Authors from this week suggest that far-fright movements, in particular interwar and WWII European Fascism, are much more international than ethno-nationalist ideologies might suggest. Motadel argues in his essay that Nazi Germany actively forged transitional military ties and anti-colonial solidarity with radical nationalist groups in colonized countries, a pretty significant incongruity considering that the Nazi regime was murdering peoples deemed “racially inferior” across Europe. As he argues in his article, far-right internationalism does not advocate for multiculturalism and pluralism, but rather for cooperation among “supposedly homogenous, organically grown, closed national communities.” While these groups may cooperate with foreign radical nationalists, they are not advocating for a “friendship of the peoples” like the Soviet Union did.

It is important to nevertheless stress that European fascists were not embracing international cooperation altruistically. As Motadel stresses in his essay, Nazi solidarity with nationalist movements abroad was a way to undermine their liberal European imperial rivals, who presented significant geopolitical obstacles to their own imperial projects, as well as the “Versailles system” imposed by these European powers post-WWI. Moreover, the Judeo-Bolshevik conspiracy invented by Fascist and far-right nationalists was another international threat perceived to be subordinating many European nations and even Western civilization itself. Thus, radical nationalist movements and leaders sought mutual support from international partners in order to combat international threats both real and invented.

What strikes me is how far-right movements are becoming increasingly international in our present moment. In addition to racist and antisemitic chants echoing from far-right demonstrations from Charlottesville to Warsaw, organizations like the American Conservative Union hosted a 2022 Conservative Political Action Convention in Budapest, Hungary this year. Perhaps this is a contemporary iteration of the Geneva International Convention of Interwar Europe discussed in Motadel’s article.

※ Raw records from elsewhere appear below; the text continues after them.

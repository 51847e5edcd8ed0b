// Market data builders: currencies, FX quotes, time series, instrument
// templates and option payoffs.
use dqproto::datetime::Date;
use dqproto::market::{
    time_series, AmericanOption, AsianOption, AveragingMethod, BarrierType, Currency,
    CurrencyPair, DigitalOption, EuropeanOption, ExerciseType, FxForward, FxForwardTemplate,
    FxNdfTemplate, FxNonDeliverableForward, FxRate, FxSpotRate, FxSpotTemplate, FxSwap,
    FxSwapTemplate, InstrumentType, ObservationType, OneTouchOption, PaymentType, PayoffType,
    SingleBarrierOption, StrikeType, TimeSeries, UnderlyingType,
};
use dqproto::numerics::Matrix;

use crate::datetime::{parse_period, to_business_day_convention, to_instrument_start_convention};
use crate::error::{DqError, Result};

pub fn to_currency(name: &str) -> Currency {
    Currency {
        name: name.trim().to_uppercase(),
    }
}

/// Splits a six-letter pair like `usdcny` into base and quote currencies.
pub fn to_ccy_pair(pair: &str) -> Result<CurrencyPair> {
    let normalized = pair.trim().to_uppercase();
    if normalized.len() != 6 {
        return Err(DqError::InvalidInput(format!(
            "invalid currency pair '{}'",
            pair
        )));
    }
    Ok(CurrencyPair {
        base_currency: Some(Currency {
            name: normalized[..3].to_string(),
        }),
        quote_currency: Some(Currency {
            name: normalized[3..].to_string(),
        }),
    })
}

pub fn to_time_series_mode(text: &str) -> Result<time_series::Mode> {
    let name = text.trim().to_uppercase();
    if name.is_empty() {
        return Ok(time_series::Mode::TsForwardMode);
    }
    time_series::Mode::from_str_name(&name)
        .ok_or_else(|| DqError::unknown_name("time series mode", text))
}

pub fn to_payoff_type(text: &str) -> Result<PayoffType> {
    PayoffType::from_str_name(&text.trim().to_uppercase())
        .ok_or_else(|| DqError::unknown_name("payoff type", text))
}

pub fn to_exercise_type(text: &str) -> Result<ExerciseType> {
    ExerciseType::from_str_name(&text.trim().to_uppercase())
        .ok_or_else(|| DqError::unknown_name("exercise type", text))
}

pub fn to_underlying_type(text: &str) -> Result<UnderlyingType> {
    UnderlyingType::from_str_name(&text.trim().to_uppercase())
        .ok_or_else(|| DqError::unknown_name("underlying type", text))
}

pub fn to_instrument_type(text: &str) -> Result<InstrumentType> {
    InstrumentType::from_str_name(&text.trim().to_uppercase())
        .ok_or_else(|| DqError::unknown_name("instrument type", text))
}

pub fn to_strike_type(text: &str) -> Result<StrikeType> {
    StrikeType::from_str_name(&text.trim().to_uppercase())
        .ok_or_else(|| DqError::unknown_name("strike type", text))
}

pub fn to_averaging_method(text: &str) -> Result<AveragingMethod> {
    AveragingMethod::from_str_name(&text.trim().to_uppercase())
        .ok_or_else(|| DqError::unknown_name("averaging method", text))
}

pub fn to_observation_type(text: &str) -> Result<ObservationType> {
    ObservationType::from_str_name(&text.trim().to_uppercase())
        .ok_or_else(|| DqError::unknown_name("observation type", text))
}

pub fn to_barrier_type(text: &str) -> Result<BarrierType> {
    BarrierType::from_str_name(&text.trim().to_uppercase())
        .ok_or_else(|| DqError::unknown_name("barrier type", text))
}

pub fn to_payment_type(text: &str) -> Result<PaymentType> {
    PaymentType::from_str_name(&text.trim().to_uppercase())
        .ok_or_else(|| DqError::unknown_name("payment type", text))
}

/// Builds a dated observation series. Values travel as a single-column
/// matrix; the series name is stored uppercase.
pub fn create_time_series(
    dates: Vec<Date>,
    values: &[f64],
    mode: &str,
    name: &str,
) -> Result<TimeSeries> {
    if dates.len() != values.len() {
        return Err(DqError::InvalidInput(format!(
            "time series '{}' has {} dates but {} values",
            name,
            dates.len(),
            values.len()
        )));
    }
    Ok(TimeSeries {
        dates,
        values: Some(Matrix::column(values)),
        mode: to_time_series_mode(mode)? as i32,
        name: name.trim().to_uppercase(),
    })
}

pub fn create_foreign_exchange_rate(
    value: f64,
    price_currency: &str,
    unit_currency: &str,
) -> FxRate {
    FxRate {
        value,
        price_currency: price_currency.trim().to_uppercase(),
        unit_currency: unit_currency.trim().to_uppercase(),
    }
}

A Contradiction? the Far-Right and Internationalism

By: Hannah Long

From reading these articles I think it’s safe to say that the far right has always had a relationship to internationalism. Which is a strange concept to begin with, as one of the key components to any far right ideology is that of a distaste for any greater states/nations. A great example of this contradictory standard is Italy’s fascist period, their subsequent rule by Mussolini had a prime focus upon bonifica della cultura, otherwise known as cultural reclamation. The far sought to purge outside influences but when it came to further pushing their own culture and society elsewhere the issue became irrelevant. 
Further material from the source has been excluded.